[RECORDS SUPPLIED]
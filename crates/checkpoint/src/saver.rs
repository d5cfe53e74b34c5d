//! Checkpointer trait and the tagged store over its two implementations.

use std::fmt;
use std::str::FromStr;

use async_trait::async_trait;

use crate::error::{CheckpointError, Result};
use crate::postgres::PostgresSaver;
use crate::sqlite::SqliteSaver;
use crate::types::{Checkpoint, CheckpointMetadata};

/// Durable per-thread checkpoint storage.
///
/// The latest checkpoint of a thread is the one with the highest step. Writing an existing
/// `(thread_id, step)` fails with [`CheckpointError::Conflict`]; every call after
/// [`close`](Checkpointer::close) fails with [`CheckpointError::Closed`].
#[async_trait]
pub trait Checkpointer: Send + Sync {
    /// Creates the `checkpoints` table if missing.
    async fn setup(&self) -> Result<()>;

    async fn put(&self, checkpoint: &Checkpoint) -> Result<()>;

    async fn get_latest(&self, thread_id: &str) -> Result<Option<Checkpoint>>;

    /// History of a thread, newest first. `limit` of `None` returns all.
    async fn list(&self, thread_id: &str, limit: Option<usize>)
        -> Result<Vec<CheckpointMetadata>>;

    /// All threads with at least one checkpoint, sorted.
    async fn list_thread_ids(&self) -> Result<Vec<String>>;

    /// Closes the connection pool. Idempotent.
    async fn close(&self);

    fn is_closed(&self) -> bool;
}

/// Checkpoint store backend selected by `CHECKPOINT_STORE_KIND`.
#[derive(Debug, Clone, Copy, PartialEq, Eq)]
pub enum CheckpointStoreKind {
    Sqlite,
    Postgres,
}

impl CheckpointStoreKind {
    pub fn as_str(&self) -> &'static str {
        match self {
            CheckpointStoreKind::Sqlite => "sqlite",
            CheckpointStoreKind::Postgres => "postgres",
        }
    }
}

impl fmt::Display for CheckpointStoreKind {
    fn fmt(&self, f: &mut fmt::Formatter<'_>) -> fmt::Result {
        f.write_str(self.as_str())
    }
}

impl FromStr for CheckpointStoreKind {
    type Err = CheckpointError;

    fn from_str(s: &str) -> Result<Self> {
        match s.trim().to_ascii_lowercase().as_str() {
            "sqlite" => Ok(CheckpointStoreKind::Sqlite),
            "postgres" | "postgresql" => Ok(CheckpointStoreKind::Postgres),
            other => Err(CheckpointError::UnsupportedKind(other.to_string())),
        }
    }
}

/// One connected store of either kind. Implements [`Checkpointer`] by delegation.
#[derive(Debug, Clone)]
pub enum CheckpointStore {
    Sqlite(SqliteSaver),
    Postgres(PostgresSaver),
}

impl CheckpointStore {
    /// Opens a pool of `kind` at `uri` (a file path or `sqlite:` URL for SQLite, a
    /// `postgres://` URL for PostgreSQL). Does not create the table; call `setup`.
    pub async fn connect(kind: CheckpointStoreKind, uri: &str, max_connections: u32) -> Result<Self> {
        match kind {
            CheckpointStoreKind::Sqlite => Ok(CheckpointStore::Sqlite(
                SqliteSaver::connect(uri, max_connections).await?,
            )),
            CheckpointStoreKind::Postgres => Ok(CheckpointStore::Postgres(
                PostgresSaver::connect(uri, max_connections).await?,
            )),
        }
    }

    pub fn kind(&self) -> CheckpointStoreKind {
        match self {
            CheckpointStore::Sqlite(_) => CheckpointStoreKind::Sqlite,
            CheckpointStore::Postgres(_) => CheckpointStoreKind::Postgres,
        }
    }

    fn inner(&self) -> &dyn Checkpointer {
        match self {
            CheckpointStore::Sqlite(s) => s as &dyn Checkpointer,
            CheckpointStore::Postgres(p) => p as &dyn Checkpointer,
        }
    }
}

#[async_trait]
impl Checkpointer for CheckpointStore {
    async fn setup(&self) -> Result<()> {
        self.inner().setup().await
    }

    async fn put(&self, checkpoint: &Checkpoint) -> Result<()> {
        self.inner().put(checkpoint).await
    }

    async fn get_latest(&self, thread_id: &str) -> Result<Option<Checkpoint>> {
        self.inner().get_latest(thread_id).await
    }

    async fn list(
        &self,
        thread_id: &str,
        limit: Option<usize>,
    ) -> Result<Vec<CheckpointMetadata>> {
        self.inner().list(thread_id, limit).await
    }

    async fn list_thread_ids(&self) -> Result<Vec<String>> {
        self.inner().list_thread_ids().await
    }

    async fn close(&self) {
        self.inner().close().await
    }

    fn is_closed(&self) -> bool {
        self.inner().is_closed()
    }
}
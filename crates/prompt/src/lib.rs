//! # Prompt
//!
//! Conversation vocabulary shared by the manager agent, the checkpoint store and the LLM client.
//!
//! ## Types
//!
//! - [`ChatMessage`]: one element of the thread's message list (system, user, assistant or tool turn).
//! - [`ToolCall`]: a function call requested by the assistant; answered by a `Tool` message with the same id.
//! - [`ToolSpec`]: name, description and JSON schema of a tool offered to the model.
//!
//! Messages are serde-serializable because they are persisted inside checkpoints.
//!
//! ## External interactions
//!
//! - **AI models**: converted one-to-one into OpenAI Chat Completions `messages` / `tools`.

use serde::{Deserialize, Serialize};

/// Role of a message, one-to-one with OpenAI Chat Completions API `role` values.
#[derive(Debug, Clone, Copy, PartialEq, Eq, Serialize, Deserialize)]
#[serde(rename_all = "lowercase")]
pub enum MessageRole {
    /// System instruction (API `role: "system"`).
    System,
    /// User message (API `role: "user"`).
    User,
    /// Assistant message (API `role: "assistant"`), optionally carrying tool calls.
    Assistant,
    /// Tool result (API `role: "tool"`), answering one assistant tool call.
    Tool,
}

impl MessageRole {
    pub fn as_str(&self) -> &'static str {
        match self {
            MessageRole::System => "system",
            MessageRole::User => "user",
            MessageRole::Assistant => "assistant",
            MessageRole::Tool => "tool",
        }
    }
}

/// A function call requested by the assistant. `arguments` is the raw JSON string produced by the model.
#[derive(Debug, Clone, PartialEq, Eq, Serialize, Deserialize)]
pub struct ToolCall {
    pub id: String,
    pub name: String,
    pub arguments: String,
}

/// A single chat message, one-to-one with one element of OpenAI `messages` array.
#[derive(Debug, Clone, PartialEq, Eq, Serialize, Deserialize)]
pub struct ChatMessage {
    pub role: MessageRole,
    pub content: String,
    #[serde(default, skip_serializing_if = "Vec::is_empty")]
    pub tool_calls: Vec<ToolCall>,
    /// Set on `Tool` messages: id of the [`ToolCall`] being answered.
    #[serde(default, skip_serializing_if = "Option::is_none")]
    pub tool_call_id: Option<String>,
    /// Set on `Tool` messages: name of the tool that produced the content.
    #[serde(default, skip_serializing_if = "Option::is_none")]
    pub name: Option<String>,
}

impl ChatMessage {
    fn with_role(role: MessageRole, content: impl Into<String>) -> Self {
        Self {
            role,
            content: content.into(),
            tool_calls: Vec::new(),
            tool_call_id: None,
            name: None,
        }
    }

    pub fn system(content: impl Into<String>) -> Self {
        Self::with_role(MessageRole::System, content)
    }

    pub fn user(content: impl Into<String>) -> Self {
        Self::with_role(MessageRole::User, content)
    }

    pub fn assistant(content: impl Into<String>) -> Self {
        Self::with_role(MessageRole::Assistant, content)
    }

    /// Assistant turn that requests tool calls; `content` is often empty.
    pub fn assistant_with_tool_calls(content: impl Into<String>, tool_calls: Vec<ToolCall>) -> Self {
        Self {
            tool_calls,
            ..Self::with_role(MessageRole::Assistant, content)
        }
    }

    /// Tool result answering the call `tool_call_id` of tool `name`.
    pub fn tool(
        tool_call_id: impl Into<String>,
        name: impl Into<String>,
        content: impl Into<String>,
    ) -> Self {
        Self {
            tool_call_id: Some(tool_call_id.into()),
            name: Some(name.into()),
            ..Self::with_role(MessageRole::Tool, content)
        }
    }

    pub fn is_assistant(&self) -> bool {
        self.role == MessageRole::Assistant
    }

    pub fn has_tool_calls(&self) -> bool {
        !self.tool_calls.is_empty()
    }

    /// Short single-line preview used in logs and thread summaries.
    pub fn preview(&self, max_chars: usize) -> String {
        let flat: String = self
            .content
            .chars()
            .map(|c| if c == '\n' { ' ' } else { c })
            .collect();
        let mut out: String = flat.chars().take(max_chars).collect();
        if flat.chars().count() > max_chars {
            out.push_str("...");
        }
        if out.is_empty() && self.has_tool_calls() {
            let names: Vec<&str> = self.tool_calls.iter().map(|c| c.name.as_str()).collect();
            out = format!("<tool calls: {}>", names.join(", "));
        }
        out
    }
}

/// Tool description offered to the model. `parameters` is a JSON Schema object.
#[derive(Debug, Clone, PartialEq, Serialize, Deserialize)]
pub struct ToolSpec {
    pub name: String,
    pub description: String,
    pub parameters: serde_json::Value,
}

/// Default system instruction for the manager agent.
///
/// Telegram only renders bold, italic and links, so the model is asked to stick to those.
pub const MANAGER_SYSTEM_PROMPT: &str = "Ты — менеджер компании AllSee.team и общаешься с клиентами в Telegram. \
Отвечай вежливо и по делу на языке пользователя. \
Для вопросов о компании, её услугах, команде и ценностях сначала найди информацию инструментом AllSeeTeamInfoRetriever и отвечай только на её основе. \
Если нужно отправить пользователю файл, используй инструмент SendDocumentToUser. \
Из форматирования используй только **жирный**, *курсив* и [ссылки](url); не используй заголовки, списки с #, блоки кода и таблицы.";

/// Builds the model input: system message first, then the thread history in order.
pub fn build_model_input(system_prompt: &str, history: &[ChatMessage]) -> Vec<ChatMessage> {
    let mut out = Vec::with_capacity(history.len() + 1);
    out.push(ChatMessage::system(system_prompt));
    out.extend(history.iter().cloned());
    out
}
[/RECORDS SUPPLIED]
### DESCRIPTION OF THE TASK
Pick each line holding the word "ToolSpec" out of the listing.

### RESPONSE AREA
//! - [`ToolSpec`]: name, description and JSON schema of a tool offered to the model.
pub struct ToolSpec {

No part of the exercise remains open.